Il motorone può fare così bella mostra di sé ed è posizionato nella sua nudità per farsi ammirare nella sua antica complessità, ma il suo ingombro ha obbligato ad ingrandire la vettura portando il passo previsto di 3.000 mm a 3.315 mm con una lunghezza di 5.390 mm, una larghezza di 1.780 mm e un’altezza di 1.660 mm. Anche il peso ha superato quello previsto da progetto: da 1.300 kg a 1.450 kg. Fedele al progetto il telaio, a traverse e longheroni, nuove invece le sospensioni indipendenti che, al posto degli ammortizzatori a leva e frizione e delle balestre trasversali in voga negli anni ‘30, utilizza ammortizzatori idraulici telescopici e barre di torsione longitudinali come molle. I freni sono rimasti a tamburo, lo sterzo non può essere a vite senza fine ed è probabilmente e pignone e cremagliera e il serbatoio, invece che tra l’abitacolo e il vano motore, è stato posizionato sotto il pavimento dell’abitacolo
Quest’ultimo è a tre posti allineati, con i due sedili passeggeri leggermente arretrati e quello centrale del guidatore più avanzato, una disposizione che Gordon Murray avrebbe applicato 60 anni dopo alla McLaren F1. Altrettanto particolare il parabrezza in tre pezzi, con quella centrale piatta e quelle laterali per migliorare la visibilità. Bellissima la plancia rivestita in radica, così come la parte alta delle portiere, e dal sapore antico il volante grande e dalla corona sottile, i comandi in bachelite bianca, la pedaliera e la leva del cambio, quella del freno a mano e gli strumenti che sembrano pezzi di alta orologeria con le lancette che partono dall’alto. Il tachimetro arriva fino a 300 km/h e la chiave di avviamento è sulla sinistra, come sulle Porsche. Sarà un caso? Quello che è sicuro è che lo stesso ingegnere di origine boema voleva fare della Type 52 una vettura da corsa di ritorno, un’auto da gara da fornire ai privati per poter correre alla Mille Miglia o alla 24 Ore di Le Mans.

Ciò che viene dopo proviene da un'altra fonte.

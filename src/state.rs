//! Persistent per-decoder state: a bounded table in nonvolatile storage
//! remembering speed and function state per address, with LRU eviction and
//! a round-robin refresh iterator.
//!
//! Decoders that lose track power briefly recover their last operating
//! point because the commander re-injects refresh packets generated from
//! this table whenever the transmit queue runs empty. The table survives
//! command-station power cycles in the [NonvolatileMemory] it is given.
//!
//! Layout at the configured base address: one count byte, one generation
//! byte, then one 6-byte record per slot (address pair, access stamp, raw
//! speed byte, flag/F0-F4 byte, F5-F12 nibbles).

use arbitrary_int::u5;
use static_assertions::const_assert;

use crate::packet::Packet;
use crate::queue::{FreeList, PacketArena, PacketQueue};
use crate::standard::{
    MF_FUNCTION_F0_F4_MASK, MF_FUNCTION_F5_F8_MASK, MF_FUNCTION_F9_F12_MASK,
    MF_KIND3_ADVANCED_OPERATION, MF_KIND3_CONTROL, MF_KIND3_F0_F4, MF_KIND3_F5_F12,
    MF_KIND3_FORWARD_OPERATION, MF_KIND3_MASK, MF_KIND3_REVERSE_OPERATION, MF_KIND4_F5_F8,
    MF_KIND4_MASK, MF_KIND8_SPEED_128, MF_DECODER_HARD_RESET, MF_DECODER_SOFT_RESET,
    MF_SPEED_28_STOP, MF_SPEED_128_DIRECTION_MASK,
};

/// Number of per-address slots in the persistent table.
pub const STATE_CAPACITY: usize = 40;

/// Access stamps roll over together with the slot count window.
const GENERATION_WRAP: u8 = STATE_CAPACITY as u8;

const_assert!(STATE_CAPACITY <= u8::MAX as usize);

const HEADER_SIZE: u16 = 2;
const SLOT_SIZE: u16 = 6;

const OFFSET_ADDRESS_0: u16 = 0;
const OFFSET_ADDRESS_1: u16 = 1;
const OFFSET_ACCESSED: u16 = 2;
const OFFSET_SPEED: u16 = 3;
const OFFSET_FLAGS: u16 = 4;
const OFFSET_F5_F12: u16 = 5;

const F5_F8_SHIFT: u8 = 4;

/// Byte-addressable nonvolatile store backing the state table.
pub trait NonvolatileMemory {
    fn read(&mut self, address: u16) -> u8;
    fn write(&mut self, address: u16, value: u8);
}

/// The flag byte of a slot record. The low five bits double as the stored
/// F0-F4 state.
#[bitbybit::bitfield(u8, default = 0x0)]
#[derive(Debug, PartialEq, Eq)]
struct SlotFlags {
    /// Stored speed byte uses the 128-step format.
    #[bit(7, rw)]
    speed_128: bool,
    #[bit(6, rw)]
    f5_f8_active: bool,
    #[bit(5, rw)]
    f9_f12_active: bool,
    #[bits(0..=4, rw)]
    f0_f4: u5,
}

/// What a captured multi-function instruction does to a slot.
#[derive(Debug, Clone, Copy, PartialEq, Eq)]
enum StateKind {
    Speed28,
    Speed128,
    F0F4,
    F5F8,
    F9F12,
    ResetSpeed,
    ResetState,
}

impl StateKind {
    fn of(packet: &Packet) -> Option<StateKind> {
        let command = packet.data_byte(if packet.is_address_short() { 1 } else { 2 });
        match command & MF_KIND3_MASK {
            MF_KIND3_CONTROL => match command {
                MF_DECODER_SOFT_RESET => Some(StateKind::ResetSpeed),
                MF_DECODER_HARD_RESET => Some(StateKind::ResetState),
                _ => None,
            },
            MF_KIND3_ADVANCED_OPERATION => {
                (command == MF_KIND8_SPEED_128).then_some(StateKind::Speed128)
            }
            MF_KIND3_REVERSE_OPERATION | MF_KIND3_FORWARD_OPERATION => Some(StateKind::Speed28),
            MF_KIND3_F0_F4 => Some(StateKind::F0F4),
            MF_KIND3_F5_F12 => Some(if command & MF_KIND4_MASK == MF_KIND4_F5_F8 {
                StateKind::F5F8
            } else {
                StateKind::F9F12
            }),
            _ => None,
        }
    }
}

/// The persistent state table.
pub struct StateKeeper<M: NonvolatileMemory> {
    memory: M,
    base: u16,
    count: u8,
    generation: u8,
    /// Round-robin refresh position.
    cursor: u8,
}

impl<M: NonvolatileMemory> StateKeeper<M> {
    /// The table starts at `base` in the given store; call [begin] before
    /// use.
    ///
    /// [begin]: Self::begin
    pub fn new(memory: M, base: u16) -> Self {
        StateKeeper {
            memory,
            base,
            count: 0,
            generation: 0,
            cursor: 0,
        }
    }

    /// Loads the header. A header outside its valid range (power loss
    /// mid-write, first boot) silently resets the table.
    pub fn begin(&mut self) {
        self.cursor = 0;
        self.count = self.memory.read(self.base);
        self.generation = self.memory.read(self.base + 1);
        if self.count > STATE_CAPACITY as u8 || self.generation >= GENERATION_WRAP {
            self.reset_all();
        }
    }

    /// Empties the table. Stale slot bytes are left behind; only the header
    /// makes them reachable.
    pub fn reset_all(&mut self) {
        self.cursor = 0;
        self.count = 0;
        self.generation = 0;
        self.memory.write(self.base, 0);
        self.memory.write(self.base + 1, 0);
    }

    /// Clears the non-direction speed bits of every slot, as a broadcast
    /// soft reset would.
    pub fn reset_speed(&mut self) {
        for index in (0..self.count).rev() {
            let slot = self.slot_address(index);
            self.reset_slot_speed(slot);
        }
    }

    #[inline]
    pub fn len(&self) -> usize {
        self.count as usize
    }

    #[inline]
    pub fn is_empty(&self) -> bool {
        self.count == 0
    }

    /// Captures the state carried by an outgoing packet. Broadcast
    /// instructions mutate every slot; unicast instructions find or
    /// allocate the slot for their address and stamp it with the current
    /// generation. Anything that is not a state-bearing multi-function
    /// instruction is ignored.
    pub fn save_state(&mut self, packet: &Packet) {
        if !packet.is_multi_function() || packet.is_idle() {
            return;
        }
        let Some(kind) = StateKind::of(packet) else {
            return;
        };
        if packet.is_multi_function_broadcast() {
            for index in (0..self.count).rev() {
                let slot = self.slot_address(index);
                self.apply(slot, kind, packet);
            }
            return;
        }
        let slot = self.find_slot(packet);
        self.apply(slot, kind, packet);
        self.memory.write(slot + OFFSET_ACCESSED, self.generation);
    }

    /// Emits the refresh packets for the slot under the round-robin cursor:
    /// one speed packet in the stored format, F0-F4, and F5-F8/F9-F12 when
    /// those groups have been seen. Packet objects come from the free list;
    /// when it runs dry the tail of the refresh is dropped and goes out one
    /// full cycle later.
    pub fn read_next_state(
        &mut self,
        arena: &mut PacketArena,
        queue: &mut PacketQueue,
        free: &mut FreeList,
    ) {
        if self.count == 0 {
            return;
        }
        let slot = self.slot_address(self.cursor);
        let address0 = self.memory.read(slot + OFFSET_ADDRESS_0);
        let address1 = self.memory.read(slot + OFFSET_ADDRESS_1);
        let speed = self.memory.read(slot + OFFSET_SPEED);
        let flags = self.flags(slot);
        let speed_128 = flags.speed_128();
        let f0_f4 = flags.f0_f4().value();
        let f5_f12 = self.memory.read(slot + OFFSET_F5_F12);

        let _ = emit(arena, queue, free, |packet| {
            packet.mf_address_bytes(address0, address1);
            if speed_128 {
                packet.speed128_bits(speed);
            } else {
                packet.speed28_bits(speed);
            }
        }) && emit(arena, queue, free, |packet| {
            packet
                .mf_address_bytes(address0, address1)
                .function_f0_f4_bits(f0_f4);
        }) && (!flags.f5_f8_active()
            || emit(arena, queue, free, |packet| {
                packet
                    .mf_address_bytes(address0, address1)
                    .function_f5_f8_bits(f5_f12 >> F5_F8_SHIFT);
            }))
            && (!flags.f9_f12_active()
                || emit(arena, queue, free, |packet| {
                    packet
                        .mf_address_bytes(address0, address1)
                        .function_f9_f12_bits(f5_f12 & MF_FUNCTION_F9_F12_MASK);
                }));

        self.cursor = (self.cursor + 1) % self.count;
    }

    #[inline]
    fn slot_address(&self, index: u8) -> u16 {
        self.base + HEADER_SIZE + index as u16 * SLOT_SIZE
    }

    fn flags(&mut self, slot: u16) -> SlotFlags {
        SlotFlags::new_with_raw_value(self.memory.read(slot + OFFSET_FLAGS))
    }

    fn set_flags(&mut self, slot: u16, flags: SlotFlags) {
        self.memory.write(slot + OFFSET_FLAGS, flags.raw_value());
    }

    /// Finds the slot for the packet's address, or allocates one: append
    /// while capacity lasts, else reuse the least recently stamped slot.
    fn find_slot(&mut self, packet: &Packet) -> u16 {
        let address0 = packet.data_byte(0);
        let address1 = if packet.is_address_short() {
            0
        } else {
            packet.data_byte(1)
        };

        let mut oldest_rank = u16::MAX;
        let mut oldest = 0;
        for index in (0..self.count).rev() {
            let slot = self.slot_address(index);
            if self.memory.read(slot + OFFSET_ADDRESS_0) == address0
                && self.memory.read(slot + OFFSET_ADDRESS_1) == address1
            {
                return slot;
            }
            // Stamps are compared inside a wrap window anchored at the
            // current generation; stamps at or below it count as one wrap
            // older.
            let stamp = self.memory.read(slot + OFFSET_ACCESSED);
            let mut rank = stamp as u16;
            if stamp <= self.generation {
                rank += GENERATION_WRAP as u16;
            }
            if rank <= oldest_rank {
                oldest_rank = rank;
                oldest = index;
            }
        }

        if self.count < STATE_CAPACITY as u8 {
            return self.append(packet);
        }
        let slot = self.slot_address(oldest);
        self.reset_address(slot, packet);
        slot
    }

    fn append(&mut self, packet: &Packet) -> u16 {
        let slot = self.slot_address(self.count);
        self.reset_address(slot, packet);
        self.count += 1;
        self.memory.write(self.base, self.count);
        slot
    }

    /// Claims a slot for a new address: advances the generation, writes the
    /// address pair and restores the power-up state.
    fn reset_address(&mut self, slot: u16, packet: &Packet) {
        self.generation = (self.generation + 1) % GENERATION_WRAP;
        self.memory.write(self.base + 1, self.generation);
        self.memory.write(slot + OFFSET_ADDRESS_0, packet.data_byte(0));
        let address1 = if packet.is_address_short() {
            0
        } else {
            packet.data_byte(1)
        };
        self.memory.write(slot + OFFSET_ADDRESS_1, address1);
        self.reset_slot_state(slot);
    }

    fn apply(&mut self, slot: u16, kind: StateKind, packet: &Packet) {
        match kind {
            StateKind::Speed28 => self.update_speed28(slot, packet),
            StateKind::Speed128 => self.update_speed128(slot, packet),
            StateKind::F0F4 => self.update_f0_f4(slot, packet),
            StateKind::F5F8 => self.update_f5_f8(slot, packet),
            StateKind::F9F12 => self.update_f9_f12(slot, packet),
            StateKind::ResetSpeed => self.reset_slot_speed(slot),
            StateKind::ResetState => self.reset_slot_state(slot),
        }
    }

    fn command_byte(packet: &Packet, second: bool) -> u8 {
        let base = if packet.is_address_short() { 1 } else { 2 };
        packet.data_byte(base + second as usize)
    }

    fn update_speed28(&mut self, slot: u16, packet: &Packet) {
        let flags = self.flags(slot).with_speed_128(false);
        self.set_flags(slot, flags);
        self.memory
            .write(slot + OFFSET_SPEED, Self::command_byte(packet, false));
    }

    fn update_speed128(&mut self, slot: u16, packet: &Packet) {
        let flags = self.flags(slot).with_speed_128(true);
        self.set_flags(slot, flags);
        self.memory
            .write(slot + OFFSET_SPEED, Self::command_byte(packet, true));
    }

    fn update_f0_f4(&mut self, slot: u16, packet: &Packet) {
        let bits = Self::command_byte(packet, false) & MF_FUNCTION_F0_F4_MASK;
        let flags = self.flags(slot).with_f0_f4(u5::new(bits));
        self.set_flags(slot, flags);
    }

    fn update_f5_f8(&mut self, slot: u16, packet: &Packet) {
        let flags = self.flags(slot).with_f5_f8_active(true);
        self.set_flags(slot, flags);
        let kept = self.memory.read(slot + OFFSET_F5_F12) & MF_FUNCTION_F9_F12_MASK;
        let bits = Self::command_byte(packet, false) & MF_FUNCTION_F5_F8_MASK;
        self.memory
            .write(slot + OFFSET_F5_F12, kept | (bits << F5_F8_SHIFT));
    }

    fn update_f9_f12(&mut self, slot: u16, packet: &Packet) {
        let flags = self.flags(slot).with_f9_f12_active(true);
        self.set_flags(slot, flags);
        let kept = self.memory.read(slot + OFFSET_F5_F12) & (MF_FUNCTION_F5_F8_MASK << F5_F8_SHIFT);
        let bits = Self::command_byte(packet, false) & MF_FUNCTION_F9_F12_MASK;
        self.memory.write(slot + OFFSET_F5_F12, kept | bits);
    }

    /// Keeps the direction, zeroes the speed bits in the stored format.
    fn reset_slot_speed(&mut self, slot: u16) {
        let speed = self.memory.read(slot + OFFSET_SPEED);
        let kept = if self.flags(slot).speed_128() {
            speed & MF_SPEED_128_DIRECTION_MASK
        } else {
            speed & MF_KIND3_MASK
        };
        self.memory.write(slot + OFFSET_SPEED, kept);
    }

    /// Power-up state: forward stop, every function off.
    fn reset_slot_state(&mut self, slot: u16) {
        self.set_flags(slot, SlotFlags::new_with_raw_value(0));
        self.memory.write(
            slot + OFFSET_SPEED,
            MF_KIND3_FORWARD_OPERATION | MF_SPEED_28_STOP,
        );
        self.memory.write(slot + OFFSET_F5_F12, 0);
    }
}

/// Builds one refresh packet in a fresh slot and queues it. False when the
/// free list is exhausted.
fn emit(
    arena: &mut PacketArena,
    queue: &mut PacketQueue,
    free: &mut FreeList,
    fill: impl FnOnce(&mut Packet),
) -> bool {
    let Some(id) = free.take(arena) else {
        return false;
    };
    fill(arena.packet_mut(id));
    queue.push_back(arena, id);
    true
}

//==================================================================================================
// Tests
//==================================================================================================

L’Audi ha portato la Type 52 al Festival of Speed e per il giro inaugurale sul circuito della cronoscalata, ha scelto due piloti altamente rappresentativi come Tom Kristensen e Hans-Joachim Stuck detto “Strietzel”. Il primo ha dato a Ingolstadt otto delle sue 13 vittorie alla 24 Ore di Le Mans mentre l’altro ne ha vinte solo tre (una di categoria), ma soprattutto è figlio di quell’Hans Stuck che guidò le Auto Union vincendo il Gran Premio d’Italia a Monza nel 1935, al volante però dell’ancora più potente e avveniristica Type B con la quale, nello stesso anno fissò anche il record di velocità superando i 320 km/h sul tratto autostradale della Firenze-Mare, allora prediletto da molti altri costruttori e piloti per questo tipo di imprese. Per la Type 52 l’impresa è stata sicuramente di chi è riuscito a trasformarla da sogno a realtà facendo vivere un’auto che giaceva come un ovulo congelato e facendo rivivere un’attitudine a pensare e costruire auto che oggi è quasi dimenticata, ma del quale avremmo tutti bisogno.